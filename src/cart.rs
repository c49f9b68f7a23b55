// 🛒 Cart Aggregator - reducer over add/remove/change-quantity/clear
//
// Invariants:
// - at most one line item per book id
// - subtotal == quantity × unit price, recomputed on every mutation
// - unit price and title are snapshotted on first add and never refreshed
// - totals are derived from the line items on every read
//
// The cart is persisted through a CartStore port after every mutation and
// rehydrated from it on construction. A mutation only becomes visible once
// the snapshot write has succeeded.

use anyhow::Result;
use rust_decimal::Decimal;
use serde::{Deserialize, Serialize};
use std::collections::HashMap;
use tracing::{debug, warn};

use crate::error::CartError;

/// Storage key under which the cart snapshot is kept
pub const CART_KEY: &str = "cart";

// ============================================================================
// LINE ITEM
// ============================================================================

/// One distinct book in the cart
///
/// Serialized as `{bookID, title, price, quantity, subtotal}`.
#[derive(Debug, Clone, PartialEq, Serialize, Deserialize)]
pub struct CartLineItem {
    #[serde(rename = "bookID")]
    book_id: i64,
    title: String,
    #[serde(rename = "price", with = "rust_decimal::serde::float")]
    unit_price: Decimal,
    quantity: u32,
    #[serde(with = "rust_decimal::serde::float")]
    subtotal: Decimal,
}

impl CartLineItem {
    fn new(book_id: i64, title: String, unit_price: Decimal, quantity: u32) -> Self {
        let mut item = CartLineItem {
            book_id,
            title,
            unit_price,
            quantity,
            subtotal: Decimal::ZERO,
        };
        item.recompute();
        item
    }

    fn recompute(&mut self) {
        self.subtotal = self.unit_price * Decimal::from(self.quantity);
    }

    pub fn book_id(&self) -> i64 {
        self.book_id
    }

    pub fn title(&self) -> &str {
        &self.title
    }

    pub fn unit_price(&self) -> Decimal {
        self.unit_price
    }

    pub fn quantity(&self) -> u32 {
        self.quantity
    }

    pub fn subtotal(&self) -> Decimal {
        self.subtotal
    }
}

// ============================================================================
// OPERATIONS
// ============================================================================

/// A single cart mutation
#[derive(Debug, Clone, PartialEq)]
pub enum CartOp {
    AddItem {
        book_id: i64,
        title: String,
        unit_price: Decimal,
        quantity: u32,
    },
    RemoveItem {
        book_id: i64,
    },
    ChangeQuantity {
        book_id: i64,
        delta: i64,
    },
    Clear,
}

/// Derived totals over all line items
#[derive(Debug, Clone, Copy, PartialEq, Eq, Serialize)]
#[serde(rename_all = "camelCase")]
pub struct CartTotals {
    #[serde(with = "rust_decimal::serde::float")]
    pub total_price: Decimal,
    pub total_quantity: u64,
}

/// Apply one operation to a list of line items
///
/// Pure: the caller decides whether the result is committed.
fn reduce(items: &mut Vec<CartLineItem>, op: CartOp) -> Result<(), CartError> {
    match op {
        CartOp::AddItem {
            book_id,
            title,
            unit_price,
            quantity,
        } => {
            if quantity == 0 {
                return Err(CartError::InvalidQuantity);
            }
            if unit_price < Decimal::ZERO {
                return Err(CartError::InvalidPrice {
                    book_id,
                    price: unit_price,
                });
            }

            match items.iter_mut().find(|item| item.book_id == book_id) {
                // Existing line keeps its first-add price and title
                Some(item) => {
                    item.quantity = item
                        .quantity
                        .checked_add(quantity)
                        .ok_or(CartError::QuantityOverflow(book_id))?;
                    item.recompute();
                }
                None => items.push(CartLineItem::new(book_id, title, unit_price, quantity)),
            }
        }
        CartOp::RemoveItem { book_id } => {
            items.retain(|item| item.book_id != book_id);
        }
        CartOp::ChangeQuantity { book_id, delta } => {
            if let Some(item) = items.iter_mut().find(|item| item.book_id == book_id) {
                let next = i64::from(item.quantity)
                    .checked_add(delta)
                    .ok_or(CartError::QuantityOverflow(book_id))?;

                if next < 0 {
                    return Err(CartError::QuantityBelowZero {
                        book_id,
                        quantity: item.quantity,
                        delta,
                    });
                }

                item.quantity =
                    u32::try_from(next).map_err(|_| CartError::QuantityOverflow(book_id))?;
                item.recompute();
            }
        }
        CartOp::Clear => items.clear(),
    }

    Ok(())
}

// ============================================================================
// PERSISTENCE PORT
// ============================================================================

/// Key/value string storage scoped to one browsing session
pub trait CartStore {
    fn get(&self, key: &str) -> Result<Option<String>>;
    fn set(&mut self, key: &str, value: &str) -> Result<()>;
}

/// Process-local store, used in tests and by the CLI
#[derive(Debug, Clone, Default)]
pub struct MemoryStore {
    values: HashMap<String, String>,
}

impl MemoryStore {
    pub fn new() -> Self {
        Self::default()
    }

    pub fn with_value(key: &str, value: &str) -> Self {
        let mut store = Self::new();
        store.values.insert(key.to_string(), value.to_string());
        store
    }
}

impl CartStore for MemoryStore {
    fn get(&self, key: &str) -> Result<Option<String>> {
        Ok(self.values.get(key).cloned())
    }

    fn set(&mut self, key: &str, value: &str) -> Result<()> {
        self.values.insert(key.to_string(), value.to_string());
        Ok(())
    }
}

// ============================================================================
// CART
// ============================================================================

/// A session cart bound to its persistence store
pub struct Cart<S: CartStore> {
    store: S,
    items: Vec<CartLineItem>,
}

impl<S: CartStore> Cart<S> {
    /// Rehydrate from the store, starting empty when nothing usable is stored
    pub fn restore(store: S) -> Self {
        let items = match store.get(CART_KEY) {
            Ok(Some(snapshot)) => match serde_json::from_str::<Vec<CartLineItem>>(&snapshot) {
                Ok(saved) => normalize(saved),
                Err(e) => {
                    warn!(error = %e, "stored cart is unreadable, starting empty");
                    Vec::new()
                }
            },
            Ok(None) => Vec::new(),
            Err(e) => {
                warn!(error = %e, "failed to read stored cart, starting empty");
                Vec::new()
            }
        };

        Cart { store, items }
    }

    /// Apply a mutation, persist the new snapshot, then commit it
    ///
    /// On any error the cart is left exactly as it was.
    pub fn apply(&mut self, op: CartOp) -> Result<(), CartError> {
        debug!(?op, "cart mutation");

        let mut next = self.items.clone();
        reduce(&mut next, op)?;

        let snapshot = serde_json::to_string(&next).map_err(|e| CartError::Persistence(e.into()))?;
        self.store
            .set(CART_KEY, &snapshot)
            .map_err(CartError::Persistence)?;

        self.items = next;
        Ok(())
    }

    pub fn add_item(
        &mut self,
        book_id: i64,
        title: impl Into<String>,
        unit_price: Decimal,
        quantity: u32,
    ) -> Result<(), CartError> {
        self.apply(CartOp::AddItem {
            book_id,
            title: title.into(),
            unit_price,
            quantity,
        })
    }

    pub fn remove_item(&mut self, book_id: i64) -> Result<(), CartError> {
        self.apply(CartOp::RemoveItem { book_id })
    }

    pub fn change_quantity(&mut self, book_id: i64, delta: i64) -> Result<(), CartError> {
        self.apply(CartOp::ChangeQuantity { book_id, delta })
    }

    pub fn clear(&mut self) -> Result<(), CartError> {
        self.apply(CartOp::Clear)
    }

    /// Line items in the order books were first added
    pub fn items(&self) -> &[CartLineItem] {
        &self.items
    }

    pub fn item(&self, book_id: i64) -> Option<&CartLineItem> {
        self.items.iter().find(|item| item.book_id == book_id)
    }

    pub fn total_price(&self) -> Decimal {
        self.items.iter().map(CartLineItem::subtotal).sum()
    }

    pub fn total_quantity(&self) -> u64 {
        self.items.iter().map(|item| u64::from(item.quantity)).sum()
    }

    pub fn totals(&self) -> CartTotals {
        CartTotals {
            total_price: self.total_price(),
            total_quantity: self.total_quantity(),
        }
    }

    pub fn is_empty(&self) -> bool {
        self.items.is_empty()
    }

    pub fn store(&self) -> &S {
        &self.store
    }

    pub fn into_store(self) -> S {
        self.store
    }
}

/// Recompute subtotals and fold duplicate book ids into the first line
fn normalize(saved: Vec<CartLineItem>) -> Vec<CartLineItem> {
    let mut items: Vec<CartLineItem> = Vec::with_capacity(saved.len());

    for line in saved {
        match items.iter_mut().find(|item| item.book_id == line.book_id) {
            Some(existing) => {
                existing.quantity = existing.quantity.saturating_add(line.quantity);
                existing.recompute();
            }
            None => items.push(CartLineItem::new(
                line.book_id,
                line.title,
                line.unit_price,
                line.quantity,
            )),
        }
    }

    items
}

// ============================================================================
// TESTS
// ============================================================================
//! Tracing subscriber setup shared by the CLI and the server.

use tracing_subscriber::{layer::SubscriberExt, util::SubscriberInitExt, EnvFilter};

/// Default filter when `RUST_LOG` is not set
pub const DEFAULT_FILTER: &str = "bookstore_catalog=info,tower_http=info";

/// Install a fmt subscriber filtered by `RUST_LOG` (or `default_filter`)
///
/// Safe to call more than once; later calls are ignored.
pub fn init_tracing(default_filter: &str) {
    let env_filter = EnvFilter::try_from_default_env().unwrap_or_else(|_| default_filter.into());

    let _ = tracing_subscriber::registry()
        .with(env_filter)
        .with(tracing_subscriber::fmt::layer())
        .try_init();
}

====

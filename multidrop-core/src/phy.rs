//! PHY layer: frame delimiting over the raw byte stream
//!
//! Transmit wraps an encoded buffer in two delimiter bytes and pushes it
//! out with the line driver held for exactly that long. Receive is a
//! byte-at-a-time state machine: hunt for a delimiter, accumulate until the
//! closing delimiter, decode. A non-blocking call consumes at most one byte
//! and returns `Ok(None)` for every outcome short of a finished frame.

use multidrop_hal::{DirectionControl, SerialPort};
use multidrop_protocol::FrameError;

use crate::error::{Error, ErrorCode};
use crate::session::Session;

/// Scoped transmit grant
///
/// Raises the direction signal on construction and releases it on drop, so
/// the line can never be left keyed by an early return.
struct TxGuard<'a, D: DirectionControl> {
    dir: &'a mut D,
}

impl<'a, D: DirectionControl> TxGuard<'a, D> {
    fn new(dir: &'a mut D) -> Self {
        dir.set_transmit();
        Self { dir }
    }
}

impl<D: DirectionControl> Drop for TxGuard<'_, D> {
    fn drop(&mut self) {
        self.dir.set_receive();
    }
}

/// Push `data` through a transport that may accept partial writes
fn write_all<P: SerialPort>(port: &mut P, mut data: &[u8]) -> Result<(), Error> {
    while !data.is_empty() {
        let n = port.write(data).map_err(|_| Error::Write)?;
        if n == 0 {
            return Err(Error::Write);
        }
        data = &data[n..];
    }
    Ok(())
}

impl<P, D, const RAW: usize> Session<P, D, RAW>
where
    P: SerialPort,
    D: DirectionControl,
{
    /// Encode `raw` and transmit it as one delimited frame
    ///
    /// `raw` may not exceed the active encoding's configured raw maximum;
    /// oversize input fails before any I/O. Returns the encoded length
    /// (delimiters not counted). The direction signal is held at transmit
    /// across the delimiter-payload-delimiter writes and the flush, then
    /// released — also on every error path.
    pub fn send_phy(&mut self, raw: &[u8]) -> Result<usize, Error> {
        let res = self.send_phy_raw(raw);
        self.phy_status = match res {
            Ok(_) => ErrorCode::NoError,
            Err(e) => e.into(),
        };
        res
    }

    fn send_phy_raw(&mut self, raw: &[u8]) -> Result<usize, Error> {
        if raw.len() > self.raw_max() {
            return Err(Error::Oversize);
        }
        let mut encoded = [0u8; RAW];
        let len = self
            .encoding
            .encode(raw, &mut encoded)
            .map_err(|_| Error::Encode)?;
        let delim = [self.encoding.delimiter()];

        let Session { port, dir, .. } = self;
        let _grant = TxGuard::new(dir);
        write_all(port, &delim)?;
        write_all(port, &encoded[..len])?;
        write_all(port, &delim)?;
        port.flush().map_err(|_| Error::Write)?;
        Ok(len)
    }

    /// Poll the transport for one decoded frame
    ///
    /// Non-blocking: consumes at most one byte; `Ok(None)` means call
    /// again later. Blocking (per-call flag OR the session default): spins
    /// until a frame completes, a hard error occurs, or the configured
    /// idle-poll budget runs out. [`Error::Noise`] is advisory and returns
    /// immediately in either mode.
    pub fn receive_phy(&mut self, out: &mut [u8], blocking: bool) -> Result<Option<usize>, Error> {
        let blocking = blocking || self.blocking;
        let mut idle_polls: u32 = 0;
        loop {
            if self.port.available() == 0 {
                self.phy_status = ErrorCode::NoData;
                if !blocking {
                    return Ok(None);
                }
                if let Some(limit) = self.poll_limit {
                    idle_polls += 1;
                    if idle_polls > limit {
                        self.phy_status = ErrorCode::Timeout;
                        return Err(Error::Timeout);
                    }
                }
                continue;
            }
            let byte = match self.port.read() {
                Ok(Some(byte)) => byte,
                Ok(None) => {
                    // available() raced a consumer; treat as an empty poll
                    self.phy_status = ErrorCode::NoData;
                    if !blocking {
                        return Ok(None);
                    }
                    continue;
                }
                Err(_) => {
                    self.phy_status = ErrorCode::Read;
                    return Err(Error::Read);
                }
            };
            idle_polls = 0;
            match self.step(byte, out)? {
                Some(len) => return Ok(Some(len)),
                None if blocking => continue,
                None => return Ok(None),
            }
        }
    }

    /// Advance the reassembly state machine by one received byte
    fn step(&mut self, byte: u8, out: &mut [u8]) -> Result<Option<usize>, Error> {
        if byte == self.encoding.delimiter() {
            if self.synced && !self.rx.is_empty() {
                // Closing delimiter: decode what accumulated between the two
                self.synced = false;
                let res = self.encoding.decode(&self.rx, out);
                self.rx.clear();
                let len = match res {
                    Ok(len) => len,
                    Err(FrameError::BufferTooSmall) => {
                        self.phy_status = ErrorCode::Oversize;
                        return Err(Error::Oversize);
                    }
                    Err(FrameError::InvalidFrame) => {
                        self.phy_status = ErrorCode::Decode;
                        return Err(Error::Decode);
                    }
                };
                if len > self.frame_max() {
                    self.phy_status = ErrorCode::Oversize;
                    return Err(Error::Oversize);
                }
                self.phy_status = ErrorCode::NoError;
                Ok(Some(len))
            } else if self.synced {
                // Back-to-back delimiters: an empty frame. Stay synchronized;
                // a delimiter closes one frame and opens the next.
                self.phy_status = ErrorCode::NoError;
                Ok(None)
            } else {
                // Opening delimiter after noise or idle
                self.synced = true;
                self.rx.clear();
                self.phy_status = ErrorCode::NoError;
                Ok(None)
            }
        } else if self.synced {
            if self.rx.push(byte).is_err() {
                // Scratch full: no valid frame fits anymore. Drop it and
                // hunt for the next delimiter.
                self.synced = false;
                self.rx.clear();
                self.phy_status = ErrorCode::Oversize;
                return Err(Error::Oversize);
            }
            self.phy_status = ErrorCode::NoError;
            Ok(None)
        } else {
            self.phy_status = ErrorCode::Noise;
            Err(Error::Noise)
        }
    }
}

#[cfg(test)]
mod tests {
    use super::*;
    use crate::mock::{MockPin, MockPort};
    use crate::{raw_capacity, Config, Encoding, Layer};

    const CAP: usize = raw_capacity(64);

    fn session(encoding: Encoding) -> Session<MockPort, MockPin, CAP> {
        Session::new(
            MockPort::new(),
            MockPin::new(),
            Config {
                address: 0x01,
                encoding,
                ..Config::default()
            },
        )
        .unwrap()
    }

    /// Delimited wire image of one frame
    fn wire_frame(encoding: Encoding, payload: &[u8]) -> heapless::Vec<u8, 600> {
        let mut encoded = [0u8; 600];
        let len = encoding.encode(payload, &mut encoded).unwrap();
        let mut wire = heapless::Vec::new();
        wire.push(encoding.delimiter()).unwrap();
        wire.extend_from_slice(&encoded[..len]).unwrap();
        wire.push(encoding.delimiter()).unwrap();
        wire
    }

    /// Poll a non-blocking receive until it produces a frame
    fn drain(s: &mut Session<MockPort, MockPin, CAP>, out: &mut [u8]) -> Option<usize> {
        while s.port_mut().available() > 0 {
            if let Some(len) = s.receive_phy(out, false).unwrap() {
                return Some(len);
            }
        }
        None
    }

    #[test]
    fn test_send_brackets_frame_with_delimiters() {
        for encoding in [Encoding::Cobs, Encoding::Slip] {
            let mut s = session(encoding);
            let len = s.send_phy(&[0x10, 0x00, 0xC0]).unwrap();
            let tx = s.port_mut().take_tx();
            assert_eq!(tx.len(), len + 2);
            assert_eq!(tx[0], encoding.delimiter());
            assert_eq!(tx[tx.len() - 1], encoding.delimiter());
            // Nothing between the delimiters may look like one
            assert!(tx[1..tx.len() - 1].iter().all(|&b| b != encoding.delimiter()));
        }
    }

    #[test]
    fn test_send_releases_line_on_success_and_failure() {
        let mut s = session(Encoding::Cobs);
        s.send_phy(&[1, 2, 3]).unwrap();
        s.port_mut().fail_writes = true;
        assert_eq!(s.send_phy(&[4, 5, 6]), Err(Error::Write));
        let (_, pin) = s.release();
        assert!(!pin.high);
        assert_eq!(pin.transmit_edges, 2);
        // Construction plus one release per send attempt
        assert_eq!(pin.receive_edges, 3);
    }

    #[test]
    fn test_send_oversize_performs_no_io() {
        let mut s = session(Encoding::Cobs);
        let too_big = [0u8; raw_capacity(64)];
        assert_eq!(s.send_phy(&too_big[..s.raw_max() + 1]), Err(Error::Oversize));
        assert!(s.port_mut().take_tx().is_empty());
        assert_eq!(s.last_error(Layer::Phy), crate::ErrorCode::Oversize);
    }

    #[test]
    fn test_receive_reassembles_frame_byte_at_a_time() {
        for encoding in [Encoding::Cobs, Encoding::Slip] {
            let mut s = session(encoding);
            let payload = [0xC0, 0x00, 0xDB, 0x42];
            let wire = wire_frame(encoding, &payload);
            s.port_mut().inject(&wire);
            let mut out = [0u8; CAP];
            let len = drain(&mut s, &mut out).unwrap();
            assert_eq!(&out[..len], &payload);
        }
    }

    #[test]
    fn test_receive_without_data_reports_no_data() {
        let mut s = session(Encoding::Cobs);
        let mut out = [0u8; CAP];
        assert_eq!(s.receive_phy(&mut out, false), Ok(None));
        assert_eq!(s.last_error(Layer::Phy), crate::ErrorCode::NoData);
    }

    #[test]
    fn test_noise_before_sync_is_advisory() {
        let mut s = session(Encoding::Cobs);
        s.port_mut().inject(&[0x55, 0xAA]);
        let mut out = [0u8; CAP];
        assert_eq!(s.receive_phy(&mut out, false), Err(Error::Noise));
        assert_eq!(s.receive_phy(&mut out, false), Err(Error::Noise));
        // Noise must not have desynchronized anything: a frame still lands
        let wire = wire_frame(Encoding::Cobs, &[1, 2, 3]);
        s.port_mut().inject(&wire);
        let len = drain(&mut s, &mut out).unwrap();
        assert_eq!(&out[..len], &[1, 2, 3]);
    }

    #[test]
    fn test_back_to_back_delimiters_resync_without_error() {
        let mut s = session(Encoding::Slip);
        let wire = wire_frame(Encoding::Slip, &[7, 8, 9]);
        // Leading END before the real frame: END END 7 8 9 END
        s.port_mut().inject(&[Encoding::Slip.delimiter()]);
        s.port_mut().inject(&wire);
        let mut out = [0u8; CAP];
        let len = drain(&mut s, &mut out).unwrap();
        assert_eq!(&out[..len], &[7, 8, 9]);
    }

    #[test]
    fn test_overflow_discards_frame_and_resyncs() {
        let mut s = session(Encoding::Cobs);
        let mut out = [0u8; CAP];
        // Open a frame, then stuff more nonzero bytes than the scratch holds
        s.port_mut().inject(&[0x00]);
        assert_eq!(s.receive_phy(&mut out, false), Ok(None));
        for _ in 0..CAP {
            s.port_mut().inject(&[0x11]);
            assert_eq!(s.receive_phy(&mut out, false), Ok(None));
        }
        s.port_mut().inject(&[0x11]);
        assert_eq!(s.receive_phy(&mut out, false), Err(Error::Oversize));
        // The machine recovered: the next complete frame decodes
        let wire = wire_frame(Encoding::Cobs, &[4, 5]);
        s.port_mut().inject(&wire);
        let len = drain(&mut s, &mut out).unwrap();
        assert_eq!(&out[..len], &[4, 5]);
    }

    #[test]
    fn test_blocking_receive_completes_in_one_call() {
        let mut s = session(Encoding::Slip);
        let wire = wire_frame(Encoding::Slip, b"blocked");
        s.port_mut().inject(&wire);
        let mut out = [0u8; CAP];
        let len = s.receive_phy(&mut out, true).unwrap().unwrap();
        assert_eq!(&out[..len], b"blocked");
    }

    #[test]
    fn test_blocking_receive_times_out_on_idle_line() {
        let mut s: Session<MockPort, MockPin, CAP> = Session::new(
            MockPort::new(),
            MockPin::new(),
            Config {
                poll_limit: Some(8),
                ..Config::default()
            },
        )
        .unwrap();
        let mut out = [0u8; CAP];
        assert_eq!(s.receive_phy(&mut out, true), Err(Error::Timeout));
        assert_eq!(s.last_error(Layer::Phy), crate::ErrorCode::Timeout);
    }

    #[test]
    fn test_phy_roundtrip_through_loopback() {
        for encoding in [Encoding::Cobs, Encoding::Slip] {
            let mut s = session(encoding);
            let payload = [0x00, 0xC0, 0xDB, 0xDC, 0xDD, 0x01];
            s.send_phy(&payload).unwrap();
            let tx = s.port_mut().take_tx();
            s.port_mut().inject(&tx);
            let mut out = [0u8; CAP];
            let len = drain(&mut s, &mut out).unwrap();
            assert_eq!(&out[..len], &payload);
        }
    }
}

====

* _EXERCISE_
Within the entries above, find the string "until" and return each line that holds it.

* _SOLUTION FOR THIS TASK_
//! byte-at-a-time state machine: hunt for a delimiter, accumulate until the
    /// until a frame completes, a hard error occurs, or the configured
    /// Poll a non-blocking receive until it produces a frame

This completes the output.